As a bonus I got to hear both boys participate in marimba performances. The grade 4-5 group started hesitantly, struggled on gamely but then the music teacher, brave Mrs Stronach, stepped in and put tthe tune out of its' misery. The 2 kids on the bass marimba were going so slooooooow, everyone else had wisely decided to leave them behind. It sounded pretty chaotic.

So they took it from the top. And exactly the same thing happened. Mrs S recognised she was up against something too big to fight, and she and we rode it out to the end. Not pretty. If you ask me, when you start with the bass part soloing and everyone else has to follow it, you want your gun marimbistas on the bass. Surely?

[Note, the ch in Mrs Stronach's name is meant to be pronounced like stomach, but our dear principal always pronounces it like spinach. Just another of various crosses she has to bear]

Then the grade 3 marimba group came out and nailed their (admittedly simpler) piece beautifully. Michael was paired on a marimba with Corey, a famous loose cannon. I was expecting the unexpected, but they both laid down a disciplined groove. Once their bit was over they kept playing it in mime form, but managed not to clonk any unwanted clonks.

This evening we went out to the opening of a group exhibition of book and paper art, in which Mum has some work. Driving home with our superscientists in the back, one of them said, seriously; "Wow - look, there is like a star in the sky located right above each house!" This boy could probably name you the nearest five stars to us, in order. He can rattle off the moons of Jupiter. He probably has a theory about dark matter.

But streetlights are a whole new thing to him, apparently.

Marcus plays footy

I have been getting to a few more events at school since I have been working from home. Yesterday I was there to see Marcus play football (as opposed to soccer) for the first time. Not the first time he has played, but the first time I have seen it. School soccer has finished, and I now have the luxury of simply picking the kids up on Wednesdays after school, rather than running soccer practice.

If you have never watched Australian Rules football, there are 18 players on each side, arrayed all over an oval field. The taller kids play in central positions, "down the spine", and the slighter or shorter players out wide. I don't usually think of Marcus as slight, but in this company he did look quite fragile. I was the only parent there, and I tried manfully to keep my yelling to a minimum. As someone who has played one (1) game of competitive Aussie Rules, I really don't know what I am talking about anyway.

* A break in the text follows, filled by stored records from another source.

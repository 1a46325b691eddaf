//! Identity-keyed upsert engine.
//!
//! The engine is backend-agnostic: it drives an [`AssetWriter`], the
//! transaction-scoped handle each backend hands out for one operation.
//!
//! ```text
//! raw input ──normalize──▶ content ──IdentityKey──▶ lookup
//!                                                    │
//!                          Found(id) ◀───────────────┤
//!                                                    ▼ Absent
//!                                        insert-if-absent
//!                                         │            │
//!                            Inserted(id) ▼            ▼ Existing(id)
//!                                 log provenance     (lost a race)
//! ```

use crate::identity::{self, IdentityKey};
use crate::models::{AssetContent, AssetId, AssetType, ExecutionId, RelationType};
use crate::{OperationContext, Result};

/// Outcome of an identity lookup.
#[derive(Debug, Clone, Copy, PartialEq, Eq)]
pub enum Lookup {
    /// A node with the identity exists.
    Found(AssetId),
    /// No node with the identity exists yet.
    Absent,
}

/// Outcome of an atomic insert-if-absent.
#[derive(Debug, Clone, Copy, PartialEq, Eq)]
pub enum Insertion {
    /// This call created the node.
    Inserted(AssetId),
    /// Another writer created it first; this is its id.
    Existing(AssetId),
}

impl Insertion {
    /// The node id, whoever created it.
    #[must_use]
    pub const fn id(self) -> AssetId {
        match self {
            Self::Inserted(id) | Self::Existing(id) => id,
        }
    }
}

/// Transaction-scoped write access to one backend.
///
/// Everything done through a writer becomes visible together when the backend
/// commits it, or not at all.
pub trait AssetWriter {
    /// Context the writer checks before each storage step.
    fn context(&self) -> &OperationContext;

    /// Resolves an identity to an existing node.
    ///
    /// # Errors
    ///
    /// Returns a backend error if storage cannot be read.
    fn lookup(&mut self, key: &IdentityKey) -> Result<Lookup>;

    /// Inserts canonical content unless a node with the same identity exists.
    ///
    /// # Errors
    ///
    /// Returns a backend error if storage cannot be written.
    fn insert_if_absent(&mut self, content: &AssetContent) -> Result<Insertion>;

    /// Creates a directed edge. An identical edge is kept once.
    ///
    /// # Errors
    ///
    /// Returns a backend error if either endpoint is missing or storage fails.
    fn relate(&mut self, relation: RelationType, from: AssetId, to: AssetId) -> Result<()>;

    /// Records that `execution` discovered `asset`.
    ///
    /// # Errors
    ///
    /// Returns a backend error if the execution does not exist or storage fails.
    fn log_discovery(&mut self, execution: ExecutionId, asset: AssetId) -> Result<()>;
}

/// Normalizes `raw` and upserts it.
///
/// # Errors
///
/// Returns [`crate::Error::InvalidInput`] before touching storage when `raw`
/// cannot be normalized, and backend errors unchanged otherwise.
pub fn upsert<W: AssetWriter + ?Sized>(
    writer: &mut W,
    execution: ExecutionId,
    asset_type: AssetType,
    raw: &str,
) -> Result<AssetId> {
    let content = identity::normalize(asset_type, raw)?;
    upsert_content(writer, execution, &content)
}

/// Upserts already-canonical content.
///
/// A hit is a pure lookup. Provenance is written only by the call that
/// actually created the node.
///
/// # Errors
///
/// Returns backend errors unchanged.
pub fn upsert_content<W: AssetWriter + ?Sized>(
    writer: &mut W,
    execution: ExecutionId,
    content: &AssetContent,
) -> Result<AssetId> {
    let key = IdentityKey::of(content);
    writer.context().check("upsert")?;

    if let Lookup::Found(id) = writer.lookup(&key)? {
        tracing::trace!(identity = %key, asset_id = %id, "Identity resolved to existing asset");
        metrics::counter!("assetdb_upserts_total", "type" => content.asset_type().as_str(), "outcome" => "found")
            .increment(1);
        return Ok(id);
    }

    writer.context().check("upsert")?;
    match writer.insert_if_absent(content)? {
        Insertion::Inserted(id) => {
            writer.log_discovery(execution, id)?;
            tracing::debug!(identity = %key, asset_id = %id, execution_id = %execution, "Created asset");
            metrics::counter!("assetdb_upserts_total", "type" => content.asset_type().as_str(), "outcome" => "inserted")
                .increment(1);
            Ok(id)
        },
        Insertion::Existing(id) => {
            tracing::debug!(identity = %key, asset_id = %id, "Concurrent writer created asset first");
            metrics::counter!("assetdb_upserts_total", "type" => content.asset_type().as_str(), "outcome" => "raced")
                .increment(1);
            Ok(id)
        },
    }
}


#[cfg(test)]
mod tests {
    use super::testing::RecordingWriter;
    use super::*;
    use crate::Error;

    const RUN: ExecutionId = ExecutionId::new(7);

    #[test]
    fn test_second_upsert_is_lookup() {
        let mut writer = RecordingWriter::default();
        let first = upsert(&mut writer, RUN, AssetType::Fqdn, "www.example.com").unwrap();
        let second = upsert(&mut writer, RUN, AssetType::Fqdn, "WWW.EXAMPLE.COM.").unwrap();

        assert_eq!(first, second);
        assert_eq!(writer.nodes.len(), 1);
        assert_eq!(writer.logs, vec![(RUN, first)]);
    }

    #[test]
    fn test_lost_race_does_not_log() {
        let mut writer = RecordingWriter {
            raced: Some(AssetId::new(99)),
            ..RecordingWriter::default()
        };
        let id = upsert(&mut writer, RUN, AssetType::Ip, "192.0.2.1").unwrap();
        assert_eq!(id, AssetId::new(99));
        assert!(writer.logs.is_empty());
    }

    #[test]
    fn test_validation_happens_before_storage() {
        let mut writer = RecordingWriter::default();
        let err = upsert(&mut writer, RUN, AssetType::Netblock, "not-a-cidr").unwrap_err();
        assert!(err.is_validation());
        assert!(writer.nodes.is_empty());
    }

    #[test]
    fn test_cancelled_context_stops_upsert() {
        let writer_ctx = OperationContext::background();
        writer_ctx.cancel();
        let mut writer = RecordingWriter {
            context: writer_ctx,
            ..RecordingWriter::default()
        };
        let err = upsert(&mut writer, RUN, AssetType::Fqdn, "example.com").unwrap_err();
        assert!(matches!(err, Error::Cancelled { .. }));
        assert!(writer.nodes.is_empty());
    }
}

This was the last week of the Winter Sports roster. Six of the ten planned games were actually called off due to weather, or flu epidemics. South Hobart lost all of their previous three games, and this one was against the strongest footy school, Taroona, so there was a sense of foreboding.

At quarter time things were going as predicted, but South had a great second quarter, winning it out of the centre about five times in a row for as many goals. I think they were just 4 points down at half time. Soon after, the natural order reasserted itself and they ended up going down something like 10.6.66 to 7.8.50, their best effort yet.

Bearing in mind that a lot of readers of the blog are in the Phillipines and Moldova and whatnot, and this won't make much sense to them, I still am going to mention that Marcus kicked an unlucky behind and made a few terrific smothers.